How do you look at capturing best practices?  Because it would seem, just in the two cases that you’ve described in the factory and ambulances, there would be a wealth of insights that come from being able to collect all this data for the first time. Do you have a structured process to codify the best practices? 

I wish we did. 

 

Not that there necessarily is an easy way to take a cookie kind of approach to such different situations but, how do you think about the scenarios that evolve. I’m interested in understanding the iterative process, and how you arrive at some of the insight that come out of your experience? 

To date, we don’t have a very structured approach to reporting best practices, I wish we did, in fact I wish we had a best practice for recording best practices. We’ve talked about many different ways to do it, today all the testbeds do it themselves, I’ve actually talked to some major professors at large universities who have some ideas about having registrants basically sit in on the testbeds, and give them a structured way to collect best practices, but I don’t want to leave the impression that we’re doing that today, we’re not. I don’t have a very good answer to that question unfortunately, but it’s a good idea. I should say, we’re just starting to collect results from testbeds in the last six to eight months. 

 

You’ve brought up a really important point, which is the constraints of talent that exist in the industry. In our podcasts we’ve explored a lot of the conflict between operational technology, and information technology, and the need to train people. 

Flexibility versus robustness. 

 

That’s right. How do you envision in an ideal way how the output, what you’ve learned, how these testbeds will help develop talent, and create insights that can be propagated? 

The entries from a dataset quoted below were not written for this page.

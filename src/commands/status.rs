use std::fs;

use anyhow::{Context, Result};
use rusqlite::Connection;
use tracing::{info, warn};

use crate::cli::{StatusArgs, resolve_db_path};
use crate::commands::ingest::store::{schema_version, table_counts};
use crate::model::IngestRunSnapshot;
use crate::util::latest_json_with_prefix;

pub fn run(args: StatusArgs) -> Result<()> {
    let manifest_dir = args.data_root.join("manifests");
    let db_path = resolve_db_path(&args.data_root, args.db_path.as_ref());

    info!(data_root = %args.data_root.display(), "status requested");

    match latest_json_with_prefix(&manifest_dir, "ingest_run_")? {
        Some(path) => {
            let raw =
                fs::read(&path).with_context(|| format!("failed to read {}", path.display()))?;
            let snapshot: IngestRunSnapshot = serde_json::from_slice(&raw)
                .with_context(|| format!("failed to parse {}", path.display()))?;

            info!(
                path = %path.display(),
                run_id = %snapshot.run_id,
                finished_at = %snapshot.finished_at,
                files_succeeded = snapshot.summary.files_succeeded,
                files_skipped = snapshot.summary.files_skipped,
                files_failed = snapshot.summary.files_failed,
                directories_failed = snapshot.summary.directories_failed,
                records_inserted = snapshot.summary.records_inserted,
                "latest ingest run"
            );
        }
        None => warn!(path = %manifest_dir.display(), "no ingest run manifests found"),
    }

    if !db_path.exists() {
        warn!(path = %db_path.display(), "database file missing");
        return Ok(());
    }

    let connection = Connection::open(&db_path)
        .with_context(|| format!("failed to open {}", db_path.display()))?;
    let recorded_version = match schema_version(&connection) {
        Ok(Some(version)) => version,
        Ok(None) => {
            warn!(path = %db_path.display(), "schema version not recorded");
            String::new()
        }
        Err(err) => {
            warn!(error = %err, "failed to read schema version");
            String::new()
        }
    };

    match table_counts(&connection) {
        Ok(counts) => {
            for (table, rows) in counts {
                info!(table, rows, "table");
            }
        }
        Err(err) => warn!(error = %err, "database has not been initialized by an ingest run"),
    }
    info!(path = %db_path.display(), schema_version = %recorded_version, "database status");

    Ok(())
}
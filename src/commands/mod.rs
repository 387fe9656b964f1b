pub mod ingest;
pub mod listing;
pub mod status;
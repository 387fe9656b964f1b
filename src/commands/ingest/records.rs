/// One observation: a characteristic value at a point on the time or position axis.
#[derive(Debug, Clone, PartialEq, Eq)]
pub(crate) struct MeasurementRecord {
    pub index: String,
    pub characteristic_name: String,
    pub characteristic_value: String,
    pub run_label: Option<String>,
}

impl MeasurementRecord {
    pub fn new(
        index: impl Into<String>,
        characteristic_name: impl Into<String>,
        characteristic_value: impl Into<String>,
    ) -> Self {
        Self {
            index: index.into(),
            characteristic_name: characteristic_name.into(),
            characteristic_value: characteristic_value.into(),
            run_label: None,
        }
    }

    pub fn with_run_label(mut self, run_label: &str) -> Self {
        self.run_label = Some(run_label.to_string());
        self
    }
}

#[derive(Copy, Clone, Debug, Eq, PartialEq)]
pub(crate) enum MeasurementTable {
    PartCharacteristics,
    BenchtopFilamentDiameter,
    MaterialThermalCharacteristics,
}

impl MeasurementTable {
    pub fn as_str(self) -> &'static str {
        match self {
            Self::PartCharacteristics => "part_characteristics",
            Self::BenchtopFilamentDiameter => "benchtop_filament_diameter",
            Self::MaterialThermalCharacteristics => "material_thermal_characteristics",
        }
    }

    pub fn insert_sql(self) -> &'static str {
        match self {
            Self::PartCharacteristics => {
                "
                INSERT INTO part_characteristics(part_id, time_elapsed, characteristic_name, characteristic_value)
                VALUES(?1, ?2, ?3, ?4)
                "
            }
            Self::BenchtopFilamentDiameter => {
                "
                INSERT INTO benchtop_filament_diameter(part_id, position, characteristic_name, characteristic_value)
                VALUES(?1, ?2, ?3, ?4)
                "
            }
            Self::MaterialThermalCharacteristics => {
                "
                INSERT INTO material_thermal_characteristics(material_id, time_elapsed, characteristic_name, characteristic_value, run_label)
                VALUES(?1, ?2, ?3, ?4, ?5)
                "
            }
        }
    }

    pub fn carries_run_label(self) -> bool {
        matches!(self, Self::MaterialThermalCharacteristics)
    }
}
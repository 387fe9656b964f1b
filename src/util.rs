use std::fs::{self, File};
use std::io::{Read, Write};
use std::path::{Path, PathBuf};

use anyhow::{Context, Result};
use chrono::{DateTime, SecondsFormat, Utc};
use serde::Serialize;
use sha2::{Digest, Sha256};

pub fn now_utc_string() -> String {
    Utc::now().to_rfc3339_opts(SecondsFormat::Secs, true)
}

pub fn utc_compact_string(ts: DateTime<Utc>) -> String {
    ts.format("%Y%m%dT%H%M%SZ").to_string()
}

pub fn ensure_directory(path: &Path) -> Result<()> {
    fs::create_dir_all(path)
        .with_context(|| format!("failed to create directory: {}", path.display()))
}

pub fn sha256_file(path: &Path) -> std::io::Result<String> {
    let mut file = File::open(path)?;
    let mut hasher = Sha256::new();
    let mut buf = [0_u8; 8192];

    loop {
        let count = file.read(&mut buf)?;
        if count == 0 {
            break;
        }
        hasher.update(&buf[..count]);
    }

    Ok(format!("{:x}", hasher.finalize()))
}

pub fn write_json_pretty<T: Serialize>(path: &Path, value: &T) -> Result<()> {
    if let Some(parent) = path.parent() {
        ensure_directory(parent)?;
    }

    let data = serde_json::to_vec_pretty(value)
        .with_context(|| format!("failed to serialize json: {}", path.display()))?;

    let mut file = File::create(path)
        .with_context(|| format!("failed to create json file: {}", path.display()))?;
    file.write_all(&data)
        .with_context(|| format!("failed to write json file: {}", path.display()))?;
    file.write_all(b"\n")
        .with_context(|| format!("failed to finalize json file: {}", path.display()))?;

    Ok(())
}

/// Newest `<prefix>*.json` in `dir`, by file name. Compact UTC stamps sort lexically.
pub fn latest_json_with_prefix(dir: &Path, prefix: &str) -> Result<Option<PathBuf>> {
    if !dir.is_dir() {
        return Ok(None);
    }

    let mut candidates = Vec::new();
    for entry in
        fs::read_dir(dir).with_context(|| format!("failed to read {}", dir.display()))?
    {
        let path = entry
            .with_context(|| format!("failed to read entry in {}", dir.display()))?
            .path();
        let Some(name) = path.file_name().and_then(|name| name.to_str()) else {
            continue;
        };
        if name.starts_with(prefix) && name.ends_with(".json") {
            candidates.push((name.to_string(), path));
        }
    }

    Ok(candidates
        .into_iter()
        .max_by(|a, b| a.0.cmp(&b.0))
        .map(|(_, path)| path))
}
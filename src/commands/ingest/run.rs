use std::fs;
use std::path::{Path, PathBuf};
use std::thread;

use anyhow::{Context, Result, anyhow, bail};
use chrono::Utc;
use tracing::info;

use crate::cli::{IngestArgs, resolve_db_path};
use crate::model::{IngestReport, UploadRequest};
use crate::util::{ensure_directory, utc_compact_string, write_json_pretty};

use super::pipeline::ingest;
use super::router::{BENCHTOP_FILAMENT_DIAMETER, CHARACTERISTICS, LIVE_PRINT_DATA, PARTS_QUALITY};
use super::store;

pub fn run(args: IngestArgs) -> Result<()> {
    let started_ts = Utc::now();
    let manifest_dir = args.data_root.join("manifests");
    ensure_directory(&manifest_dir)?;

    let db_path = resolve_db_path(&args.data_root, args.db_path.as_ref());
    if let Some(parent) = db_path.parent().filter(|parent| !parent.as_os_str().is_empty()) {
        ensure_directory(parent)?;
    }

    let requests = collect_requests(&args)?;
    if requests.is_empty() {
        bail!(
            "no directories selected; pass --parts-quality, --diameter, --characteristics, --live-print or --request"
        );
    }
    if args.report_path.is_some() && requests.len() > 1 {
        bail!("--report-path can only be used with a single upload request");
    }

    // Schema is created once up front so concurrent workers only ever write rows.
    drop(store::open_store(&db_path)?);

    info!(
        db_path = %db_path.display(),
        requests = requests.len(),
        "starting ingest"
    );

    let reports = if requests.len() == 1 {
        vec![ingest_request(&db_path, &requests[0])?]
    } else {
        ingest_concurrently(&db_path, &requests)?
    };

    let stamp = utc_compact_string(started_ts);
    for (idx, report) in reports.iter().enumerate() {
        let report_path = match (&args.report_path, reports.len()) {
            (Some(path), _) => path.clone(),
            (None, 1) => manifest_dir.join(format!("ingest_run_{stamp}.json")),
            (None, _) => manifest_dir.join(format!("ingest_run_{stamp}_{:02}.json", idx + 1)),
        };
        write_json_pretty(&report_path, report)?;
        info!(path = %report_path.display(), run_id = %report.run_id, "wrote ingest run manifest");

        if args.json {
            let rendered =
                serde_json::to_string_pretty(report).context("failed to render ingest report")?;
            println!("{rendered}");
        }
    }

    let failed: usize = reports.iter().map(|report| report.summary.files_failed).sum();
    let succeeded: usize = reports
        .iter()
        .map(|report| report.summary.files_succeeded)
        .sum();
    info!(succeeded, failed, "ingest completed");

    Ok(())
}

fn ingest_request(db_path: &Path, request: &UploadRequest) -> Result<IngestReport> {
    let mut connection = store::open_store(db_path)?;
    Ok(ingest(request, &mut connection))
}

/// One worker and one connection per request; SQLite serializes the commits.
pub(super) fn ingest_concurrently(
    db_path: &Path,
    requests: &[UploadRequest],
) -> Result<Vec<IngestReport>> {
    thread::scope(|scope| {
        let workers = requests
            .iter()
            .map(|request| scope.spawn(move || ingest_request(db_path, request)))
            .collect::<Vec<_>>();

        workers
            .into_iter()
            .map(|worker| {
                worker
                    .join()
                    .map_err(|_| anyhow!("ingest worker panicked"))?
            })
            .collect()
    })
}

fn collect_requests(args: &IngestArgs) -> Result<Vec<UploadRequest>> {
    let mut requests = Vec::with_capacity(args.requests.len() + 1);

    if args.has_directory_flags() {
        let mut request = UploadRequest::default();
        let flagged: [(&str, &Option<PathBuf>); 4] = [
            (PARTS_QUALITY, &args.parts_quality),
            (BENCHTOP_FILAMENT_DIAMETER, &args.diameter),
            (CHARACTERISTICS, &args.characteristics),
            (LIVE_PRINT_DATA, &args.live_print),
        ];
        for (purpose, directory) in flagged {
            if let Some(directory) = directory {
                request
                    .selected_directories
                    .insert(purpose.to_string(), directory.clone());
            }
        }
        requests.push(request);
    }

    for path in &args.requests {
        requests.push(load_request(path)?);
    }

    Ok(requests)
}

pub(super) fn load_request(path: &Path) -> Result<UploadRequest> {
    let raw = fs::read(path).with_context(|| format!("failed to read {}", path.display()))?;
    let request: UploadRequest = serde_json::from_slice(&raw)
        .with_context(|| format!("failed to parse upload request {}", path.display()))?;

    info!(
        path = %path.display(),
        directories = request.selected_directories.len(),
        "loaded upload request"
    );

    Ok(request)
}
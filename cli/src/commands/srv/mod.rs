//! # Assistente Chat Server
//!
//! File: cli/src/commands/srv/mod.rs
//!
//! ## Overview
//!
//! `assistente srv` runs the chat web application:
//! - `POST /chat` classifies `{"mensagem": ...}` and answers `{"categoria", "resposta"}`
//! - `GET /` serves the chat page, `/static/*` its assets
//! - CORS (on by default, credentials allowed)
//! - Port binding with automatic fallback if the port is in use
//!
//! ## Architecture
//!
//! - `config.rs`: argument, file and default merging
//! - `handlers.rs`: the request handlers and shared state
//! - `server_logic.rs`: router assembly, port selection and the serve loop
//!
//! ## Examples
//!
//! ```bash
//! # Serve on 0.0.0.0:5000 with the built-in categories
//! assistente srv
//!
//! # Another port (PORT=8080 works too) with CORS disabled
//! assistente srv --port 8080 --no-cors
//!
//! # Serve an alternate category table
//! assistente srv --categories ./campus.toml
//! ```
//!
use crate::core::error::Result;
use tracing::info;

pub use config::SrvArgs;

/// Configuration loading and merging for the chat server.
pub mod config;

/// Handlers for `/chat` and `/`.
pub mod handlers;

/// Axum router, port fallback and graceful shutdown.
pub mod server_logic;

/// # Handle Server Command (`handle_srv`)
///
/// Entry point for `assistente srv`: resolves the effective configuration and
/// hands it to [`server_logic::run_server`], which blocks until shutdown.
pub async fn handle_srv(args: SrvArgs) -> Result<()> {
    info!("Handling srv command with args: {:?}", args);

    let config = config::load_and_merge_config(args).await?;
    info!("Effective server config: {:?}", config);

    server_logic::run_server(config).await?;

    Ok(())
}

The initial way is trivial, that is the people that built the testbeds as part of the testbed development project, have that expertise. What you’re really asking is the harder question which is, once we’ve collected best practices, how are they taught? And that’s why I really want to work with universities, because universities have methodologies for teaching, which we don’t. Why should we recreate them of course? It’s something we’re thinking about now that doesn’t exist yet, but eventually we’re going to have to make sure those best practices are pushed, rather than pulled. Today they’re pulled, and we’re just starting to figure out what gets pulled with our research hub announcement literally yesterday. But once we know more about what’s being pulled and what they’re looking at, and what the real projects look like, we’ll understand I hope, better how to train people, or at least how to transfer that knowledge to people that know how to train people. I don’t claim to be a good trainer. 

 

It’s a question that keeps coming up, and I think in many respects it really reflects how nascent the discipline around Connected Industry, I’ll use the term industrial IoT, really is. 

You can use whatever term you like, the Germans use industry fernul, I hate that because I know what it is! The French use the phrase Industries du future, I hate that one because it sounds like it’s always in the future. China calls it China 2025, I like that term because I know exactly when it’s going to succeed, 2025. The worst phrase I think of all is the one the US Government uses, which is cyber-physical systems. 

 

That’s bad. 

Well, I asked the head of cyber-physical systems at NIST, ‘What in the world was a cyber-physical system?’ He said, any system which is both computerized, cyber, and physical. I said, ‘Um, I think that defines all systems’. 

 

It’s not a very good marketing term either. 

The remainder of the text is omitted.